Instructions for using the heterogeneity test

First, rename the text file you've downloaded from make_trees.txt to make_trees.pl in order to run it on your computer.

In order to run the program you need to supply four simple numbers:

1. Number of sampled sequences/chromosomes (designated "s")
2. Number of segregating sites of your putatively neutral class (Synonymous mutations would be an obvious choice, but you could use others like non-binding sites in promoters; designated "mut_1")
3. Number of seg. sites of your selected class (usually nonsynonymous, but could be e.g. binding sites; designated "mut_2")
4. Difference in D values.  The perl program will run with either Tajima's D or Fu and Li's D, and you need to get those values for your neutral and selected classes separately and then the difference = (Dneutral - Dselected). (designated "observed")

So the simple command line argument (in Unix) looks like this ("i" is the number of iterations you want it to run):

perl make_trees.pl  -s 10  -mut_1 10  -mut_2 5  -observed 1.2  -i 1000  -method tajimaD

The other method is called "fuD".  The output line will be a bit confusing at first.  The thing you want to know is the "index".  This tells you where in the distribution your observed is closest to (actually, just smaller than).  One output line from the above input looks like this:

index 941 value=1.2099 out of 1000 total (obs=1.2000)

So the p-value is [(total-index)/total] (=.059) for a one-tailed test.

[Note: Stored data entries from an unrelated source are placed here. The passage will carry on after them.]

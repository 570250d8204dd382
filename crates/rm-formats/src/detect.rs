//! Format detection and decode dispatch.
//!
//! Detectors run in three tiers, cheapest and most reliable first:
//!
//! 1. Fixed magic bytes (MOD signatures, XM text magic, IMPM, SCRM,
//!    RIFF/DSMF, SMOD/FC14, THX/HVL).
//! 2. Magic plus field-range validation (GT2 year, STX marker pair).
//! 3. Pure heuristics with no magic at all. These parse real structure
//!    (bytecode prologues, offset tables) and accept only when every
//!    derived value is consistent, so they go last where a tier-1 match
//!    can never be shadowed by a lucky heuristic.
//!
//! Within a tier the order is arbitrary since the predicates are
//! mutually exclusive by construction.

use rm_ir::{Song, SourceFormat};

use crate::FormatError;
use crate::{
    ahx_format, cinemaware_format, cooksey_format, dsm_format, fc_format, gt2_format, it_format,
    mod_format, musicass_format, puma_format, s3m_format, stx_format, xm_format, xmf_format,
};

/// Identify the container format of a byte buffer.
///
/// Every detector decides from the bytes alone, so the filename hint is
/// unused here; it stays in the signature because [`load`] forwards it
/// to decoders that fall back on it for cosmetic fields (the MOD title).
pub fn identify(data: &[u8], _filename: Option<&str>) -> Option<SourceFormat> {
    // Tier 1: fixed magic.
    if xm_format::detect(data) {
        return Some(SourceFormat::Xm);
    }
    if it_format::detect(data) {
        return Some(SourceFormat::It);
    }
    if dsm_format::detect(data) {
        return Some(SourceFormat::Dsm);
    }
    if fc_format::detect(data) {
        return Some(SourceFormat::FutureComposer);
    }
    if ahx_format::detect(data) {
        return Some(SourceFormat::Ahx);
    }
    if mod_format::detect(data) {
        return Some(SourceFormat::Mod);
    }

    // Tier 2: magic plus range checks. STX before S3M: both carry SCRM,
    // the STX marker pair disambiguates.
    if stx_format::detect(data) {
        return Some(SourceFormat::Stx);
    }
    if s3m_format::detect(data) {
        return Some(SourceFormat::S3m);
    }
    if gt2_format::detect(data) {
        return Some(SourceFormat::GraoumfTracker2);
    }

    // Tier 3: heuristics.
    if musicass_format::detect(data) {
        return Some(SourceFormat::MusicAssembler);
    }
    if cinemaware_format::detect(data) {
        return Some(SourceFormat::Cinemaware);
    }
    if cooksey_format::detect(data) {
        return Some(SourceFormat::MarkCooksey);
    }
    if xmf_format::detect(data) {
        return Some(SourceFormat::Xmf);
    }
    if puma_format::detect(data) {
        return Some(SourceFormat::PumaTracker);
    }

    None
}

/// Detect and decode in one step.
pub fn load(data: &[u8], filename: Option<&str>) -> Result<Song, FormatError> {
    let format = identify(data, filename).ok_or(FormatError::NotThisFormat)?;
    log::debug!("detected {}", format.name());
    match format {
        SourceFormat::Mod => mod_format::load_mod(data, filename),
        SourceFormat::Xm => xm_format::load_xm(data),
        SourceFormat::It => it_format::load_it(data),
        SourceFormat::S3m => s3m_format::load_s3m(data),
        SourceFormat::Stx => stx_format::load_stx(data),
        SourceFormat::Dsm => dsm_format::load_dsm(data),
        SourceFormat::FutureComposer => fc_format::load_fc(data),
        SourceFormat::PumaTracker => puma_format::load_puma(data),
        SourceFormat::MusicAssembler => musicass_format::load_musicass(data),
        SourceFormat::Cinemaware => cinemaware_format::load_cinemaware(data),
        SourceFormat::MarkCooksey => cooksey_format::load_cooksey(data),
        SourceFormat::GraoumfTracker2 => gt2_format::load_gt2(data),
        SourceFormat::Xmf => xmf_format::load_xmf(data),
        SourceFormat::Ahx => ahx_format::load_ahx(data),
    }
}

#[cfg(test)]
mod tests {
    use super::*;

    #[test]
    fn empty_and_zero_buffers_match_nothing() {
        assert_eq!(identify(&[], None), None);
        assert_eq!(identify(&[0u8; 16], None), None);
        assert_eq!(identify(&vec![0u8; 8192], None), None);
    }

    #[test]
    fn load_on_unknown_data_reports_not_this_format() {
        let err = load(&[0u8; 64], None).unwrap_err();
        assert_eq!(err, FormatError::NotThisFormat);
    }

    #[test]
    fn each_synthetic_file_identifies_as_exactly_its_format() {
        let files: Vec<(Vec<u8>, SourceFormat)> = vec![
            (mod_format::tests::build_test_mod(), SourceFormat::Mod),
            (xm_format::tests::build_test_xm(), SourceFormat::Xm),
            (it_format::tests::build_test_it(), SourceFormat::It),
            (s3m_format::tests::build_test_s3m(), SourceFormat::S3m),
            (stx_format::tests::build_test_stx(), SourceFormat::Stx),
            (dsm_format::tests::build_test_dsm(), SourceFormat::Dsm),
            (fc_format::tests::build_test_fc(), SourceFormat::FutureComposer),
            (puma_format::tests::build_test_puma(), SourceFormat::PumaTracker),
            (
                musicass_format::tests::build_test_musicass(),
                SourceFormat::MusicAssembler,
            ),
            (
                cinemaware_format::tests::build_test_cinemaware(),
                SourceFormat::Cinemaware,
            ),
            (
                cooksey_format::tests::build_test_cooksey(),
                SourceFormat::MarkCooksey,
            ),
            (gt2_format::tests::build_test_gt2(), SourceFormat::GraoumfTracker2),
            (xmf_format::tests::build_test_xmf(), SourceFormat::Xmf),
            (ahx_format::tests::build_test_ahx(), SourceFormat::Ahx),
        ];
        for (data, expected) in &files {
            assert_eq!(
                identify(data, None),
                Some(*expected),
                "misidentified {}",
                expected.name()
            );
        }
    }
}
struct Layout<'a> {
    fc14: bool,
    sequences: &'a [u8],
    patterns: &'a [u8],
    freq_bank: MacroBank<'a>,
    vol_bank: MacroBank<'a>,
    sample_headers: Vec<(usize, u32, u32)>, // (frames, loop start, loop len)
    sample_data: &'a [u8],
    wavetable_lengths: &'a [u8],
    wavetable_data: &'a [u8],
}

pub fn load_fc(data: &[u8]) -> Result<Song, FormatError> {
    if !detect(data) {
        return Err(FormatError::InvalidHeader);
    }
    let layout = parse_layout(data)?;

    let mut song = Song::with_channels("", SourceFormat::FutureComposer, CHANNELS);
    song.initial_speed = 3;
    song.initial_tempo = 125;

    let mut cache = InstrumentCache::new();
    let mut voices = [
        VoiceSim::new(),
        VoiceSim::new(),
        VoiceSim::new(),
        VoiceSim::new(),
    ];
    let mut speed = 3u8;

    let step_count = layout.sequences.len() / SEQ_STEP_BYTES;
    for step_idx in 0..step_count.min(255) {
        let step = &layout.sequences[step_idx * SEQ_STEP_BYTES..(step_idx + 1) * SEQ_STEP_BYTES];
        if step[12] != 0 {
            speed = step[12];
        }

        let mut pattern = Pattern::new(PATTERN_ROWS, CHANNELS);
        for voice_idx in 0..CHANNELS as usize {
            let pattern_no = step[voice_idx * 3] as usize;
            let transpose = step[voice_idx * 3 + 1] as i8;
            let sound_transpose = step[voice_idx * 3 + 2] as i8;
            bake_voice(
                &layout,
                &mut voices[voice_idx],
                &mut cache,
                &mut song.instruments,
                &mut pattern,
                voice_idx as u8,
                pattern_no,
                transpose,
                sound_transpose,
                speed,
            );
        }
        song.patterns.push(pattern);
        song.positions.push(step_idx as u8);
    }

    if song.patterns.is_empty() {
        return Err(FormatError::Corrupt("empty sequence table"));
    }
    song.initial_speed = speed.clamp(1, 31);
    Ok(song)
}
//! ProTracker MOD encoder.
//!
//! Best-effort: everything the container cannot carry is reported as a
//! warning and the closest representable value is written. With an empty
//! warning list the output decodes back to the same song.

use rm_ir::{Cell, Effect, InstrumentKind, Note, Sample, SampleData, Song, VolumeCommand};

use crate::effect::encode_protracker;
use crate::export_util::{render_synth_cycle, suggested_name, Warnings};
use crate::period::{finetune_to_c4speed, note_to_period};
use crate::ExportResult;

/// Longest PCM a MOD sample header can describe (0xFFFF words).
const MAX_SAMPLE_BYTES: usize = 0xFFFF * 2;

/// Encode a song as a ProTracker MOD file.
pub fn export_mod(song: &Song) -> ExportResult {
    let mut w = Warnings::new();
    let mut out = Vec::new();

    let (num_channels, signature): (u8, &[u8; 4]) = match song.num_channels {
        4 => (4, b"M.K."),
        6 => (6, b"6CHN"),
        8 => (8, b"8CHN"),
        n if n < 4 => {
            w.add(format!("{} channels padded to 4 with silence", n));
            (4, b"M.K.")
        }
        n if n < 6 => {
            w.add(format!("{} channels padded to 6 with silence", n));
            (6, b"6CHN")
        }
        n if n < 8 => {
            w.add(format!("{} channels padded to 8 with silence", n));
            (8, b"8CHN")
        }
        n => {
            w.add(format!("channels 9-{} dropped, MOD holds at most 8", n));
            (8, b"8CHN")
        }
    };

    if song.title.len() > 20 {
        w.add("title truncated to 20 characters");
    }
    push_padded(&mut out, song.title.as_bytes(), 20);

    if song.instruments.len() > 31 {
        w.add(format!(
            "instruments 32-{} dropped, MOD holds 31",
            song.instruments.len()
        ));
    }
    if song.initial_speed != 6 || song.initial_tempo != 125 {
        w.add("initial speed/tempo field does not exist in MOD, default 6/125 assumed");
    }

    // 31 sample headers; PCM is collected now and appended after the
    // pattern data.
    let mut pcm_blocks: Vec<Vec<u8>> = Vec::with_capacity(31);
    for slot in 0..31 {
        match song.instruments.get(slot) {
            Some(inst) => {
                let pcm = write_sample_header(&mut out, inst, &mut w);
                pcm_blocks.push(pcm);
            }
            None => {
                out.extend_from_slice(&[0u8; 22]);
                out.extend_from_slice(&[0, 0, 0, 0, 0, 0, 0, 1]);
                pcm_blocks.push(Vec::new());
            }
        }
    }

    let mut positions = song.positions.clone();
    if positions.len() > 128 {
        w.add("order list truncated to 128 positions");
        positions.truncate(128);
    }
    out.push(positions.len() as u8);
    out.push(song.restart_position);
    let mut order = [0u8; 128];
    order[..positions.len()].copy_from_slice(&positions);
    out.extend_from_slice(&order);
    out.extend_from_slice(signature);

    // The file stores patterns 0..=max referenced; anything beyond that
    // is unreachable from the order list and cannot be kept.
    let max_pattern = positions.iter().max().copied().unwrap_or(0) as usize;
    if song.patterns.len() > max_pattern + 1 {
        w.add("patterns not referenced by the order list dropped");
    }
    for idx in 0..=max_pattern {
        write_pattern(&mut out, song, idx, num_channels, &mut w);
    }

    for pcm in &pcm_blocks {
        out.extend_from_slice(pcm);
    }

    ExportResult {
        data: out,
        suggested_name: suggested_name(song, "mod"),
        warnings: w.into_vec(),
    }
}

fn push_padded(out: &mut Vec<u8>, bytes: &[u8], width: usize) {
    let n = bytes.len().min(width);
    out.extend_from_slice(&bytes[..n]);
    out.resize(out.len() + width - n, 0);
}

/// Write one 30-byte sample header and return the PCM to append later.
fn write_sample_header(out: &mut Vec<u8>, inst: &rm_ir::Instrument, w: &mut Warnings) -> Vec<u8> {
    let baked;
    let sample: &Sample = match &inst.kind {
        InstrumentKind::Sampled { samples, .. } => {
            if samples.len() > 1 {
                w.add(format!(
                    "multi-sample instrument '{}' flattened to its first sample",
                    inst.name
                ));
            }
            match samples.first() {
                Some(s) => s,
                None => {
                    out.extend_from_slice(&[0u8; 22]);
                    out.extend_from_slice(&[0, 0, 0, 0, 0, 0, 0, 1]);
                    return Vec::new();
                }
            }
        }
        InstrumentKind::Synth {
            waveform,
            volume,
            wave_length,
            ..
        } => {
            w.add(format!(
                "synthesis instrument '{}' baked to a rendered waveform cycle",
                inst.name
            ));
            baked = render_synth_cycle(*waveform, *wave_length, *volume);
            &baked
        }
    };

    let mut pcm: Vec<u8> = match &sample.data {
        SampleData::Mono8(data) => data.iter().map(|&v| v as u8).collect(),
        SampleData::Mono16(data) => {
            w.add(format!("16-bit sample '{}' reduced to 8-bit", sample.name));
            data.iter().map(|&v| (v >> 8) as u8).collect()
        }
    };
    if pcm.len() % 2 != 0 {
        w.add(format!("odd-length sample '{}' padded by one frame", sample.name));
        pcm.push(0);
    }
    if pcm.len() > MAX_SAMPLE_BYTES {
        w.add(format!(
            "sample '{}' truncated to {} bytes",
            sample.name, MAX_SAMPLE_BYTES
        ));
        pcm.truncate(MAX_SAMPLE_BYTES);
    }

    let (loop_start, loop_len) = encode_loop(sample, pcm.len(), w);

    push_padded(out, inst.name.as_bytes(), 22);
    out.extend_from_slice(&((pcm.len() / 2) as u16).to_be_bytes());
    out.push(c4speed_to_finetune(sample.c4_speed, w) as u8 & 0x0F);
    out.push(sample.default_volume.min(64));
    out.extend_from_slice(&loop_start.to_be_bytes());
    out.extend_from_slice(&loop_len.to_be_bytes());

    pcm
}

/// Loop start and length in words. No loop is the ProTracker 0/1 pair.
fn encode_loop(sample: &Sample, pcm_len: usize, w: &mut Warnings) -> (u16, u16) {
    match sample.loop_type {
        rm_ir::LoopType::None => (0, 1),
        kind => {
            if kind == rm_ir::LoopType::PingPong {
                w.add(format!(
                    "ping-pong loop on '{}' written as a forward loop",
                    sample.name
                ));
            }
            let start = sample.loop_start.min(pcm_len as u32);
            let len = sample.loop_end.min(pcm_len as u32).saturating_sub(start);
            if start % 2 != 0 || len % 2 != 0 {
                w.add(format!("loop on '{}' rounded to word alignment", sample.name));
            }
            if len / 2 < 2 {
                w.add(format!("loop on '{}' too short for MOD, dropped", sample.name));
                return (0, 1);
            }
            if start / 2 > 0xFFFF || len / 2 > 0xFFFF {
                w.add(format!("loop on '{}' exceeds the MOD range, dropped", sample.name));
                return (0, 1);
            }
            ((start / 2) as u16, (len / 2) as u16)
        }
    }
}

/// Nearest representable finetune for a C-4 rate.
fn c4speed_to_finetune(c4_speed: u32, w: &mut Warnings) -> i8 {
    if let Some(ft) = (-8i8..=7).find(|&ft| finetune_to_c4speed(ft) == c4_speed) {
        return ft;
    }
    w.add(format!("sample rate {} Hz snapped to the nearest finetune", c4_speed));
    (-8i8..=7)
        .min_by_key(|&ft| (finetune_to_c4speed(ft) as i64 - c4_speed as i64).abs())
        .unwrap_or(0)
}

fn write_pattern(out: &mut Vec<u8>, song: &Song, idx: usize, num_channels: u8, w: &mut Warnings) {
    let pattern = song.patterns.get(idx);
    if let Some(p) = pattern {
        if p.rows != 64 {
            w.add(format!(
                "pattern with {} rows adjusted to the fixed 64 of MOD",
                p.rows
            ));
        }
    }

    for row in 0..64u16 {
        for ch in 0..num_channels {
            let cell = pattern
                .filter(|p| row < p.rows && ch < p.channels)
                .map(|p| *p.cell(row, ch))
                .unwrap_or_default();
            out.extend_from_slice(&encode_cell(&cell, w));
        }
    }
}

fn encode_cell(cell: &Cell, w: &mut Warnings) -> [u8; 4] {
    let period = match cell.note {
        Note::None => 0,
        Note::Off => {
            w.add("note-off has no MOD representation, written as empty");
            0
        }
        Note::On(n) => {
            if !(25..=60).contains(&n) {
                w.add("note outside the 3-octave MOD range clamped");
            }
            note_to_period(Note::On(n))
        }
    };

    let instrument = if cell.instrument > 31 {
        w.add("instrument number above 31 cleared");
        0
    } else {
        cell.instrument
    };

    let mut effect = cell.effect;
    match cell.volume {
        VolumeCommand::None => {}
        VolumeCommand::Volume(v) if effect == Effect::None => {
            effect = Effect::SetVolume(v.min(64));
        }
        _ => w.add("volume column dropped, MOD has none"),
    }
    if cell.effect2 != Effect::None {
        w.add("second effect column dropped");
    }

    let (cmd, param) = match encode_protracker(effect) {
        Some(pair) => pair,
        None => {
            w.add(format!("effect {} not representable in MOD", effect.name()));
            (0, 0)
        }
    };

    [
        (instrument & 0xF0) | ((period >> 8) as u8 & 0x0F),
        (period & 0xFF) as u8,
        ((instrument & 0x0F) << 4) | (cmd & 0x0F),
        param,
    ]
}

#[cfg(test)]
mod tests {
    use super::*;
    use crate::mod_format::{self, load_mod};
    use rm_ir::SourceFormat;

    #[test]
    fn round_trip_is_stable_without_warnings() {
        let original = load_mod(&mod_format::tests::build_test_mod(), None).unwrap();
        let export = export_mod(&original);
        assert_eq!(export.warnings, Vec::<String>::new());
        assert_eq!(export.suggested_name, "test.mod");

        let reloaded = load_mod(&export.data, None).unwrap();
        assert_eq!(reloaded.title, original.title);
        assert_eq!(reloaded.positions, original.positions);
        assert_eq!(reloaded.patterns, original.patterns);
        assert_eq!(reloaded.instruments, original.instruments);
        assert_eq!(reloaded.num_channels, original.num_channels);
        assert_eq!(reloaded.restart_position, original.restart_position);

        // And the bytes themselves stay fixed from here on
        let again = export_mod(&reloaded);
        assert_eq!(again.data, export.data);
    }

    #[test]
    fn channel_padding_warns() {
        let mut song = Song::with_channels("three", SourceFormat::Mod, 3);
        song.patterns.push(rm_ir::Pattern::new(64, 3));
        song.positions = vec![0];
        let export = export_mod(&song);
        assert!(export.warnings.iter().any(|m| m.contains("padded to 4")));
        assert!(mod_format::detect(&export.data));
    }

    #[test]
    fn note_off_and_foreign_effects_warn() {
        let mut song = Song::with_channels("warny", SourceFormat::It, 4);
        let mut pattern = rm_ir::Pattern::new(64, 4);
        pattern.cell_mut(0, 0).note = Note::Off;
        pattern.cell_mut(1, 0).effect = Effect::SetChannelVolume(30);
        song.patterns.push(pattern);
        song.positions = vec![0];

        let export = export_mod(&song);
        assert!(export.warnings.iter().any(|m| m.contains("note-off")));
        assert!(export
            .warnings
            .iter()
            .any(|m| m.contains("SetChannelVolume")));

        // Output still decodes
        let song2 = load_mod(&export.data, None).unwrap();
        assert_eq!(song2.patterns[0].cell(0, 0).note, Note::None);
    }

    #[test]
    fn synth_instrument_is_baked() {
        let mut song = Song::with_channels("chip", SourceFormat::Ahx, 4);
        song.instruments.push(rm_ir::Instrument::synth("sq", 1, 50));
        song.patterns.push(rm_ir::Pattern::new(64, 4));
        song.positions = vec![0];

        let export = export_mod(&song);
        assert!(export.warnings.iter().any(|m| m.contains("baked")));
        let song2 = load_mod(&export.data, None).unwrap();
        let s = song2.instruments[0].first_sample().unwrap();
        assert_eq!(s.len(), 32);
        assert!(s.has_loop());
    }
}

***This test should probably now be considered a two-tailed test.  Whereas the original paper did not consider this biologically plausible, it has now been shown that balancing selection on selected mutations may lead to a significantly higher value of Tajima's or Fu and Li's D for this class of mutations.  This means that p-values should now be computed as [2*(total-index)/total] for the example above and, if you get a value in the other extreme (i.e. the reported "index" is close to zero), the p-value should computed as [2*(index/total)].
 

Make sure you read the paper and know what the program does before running it!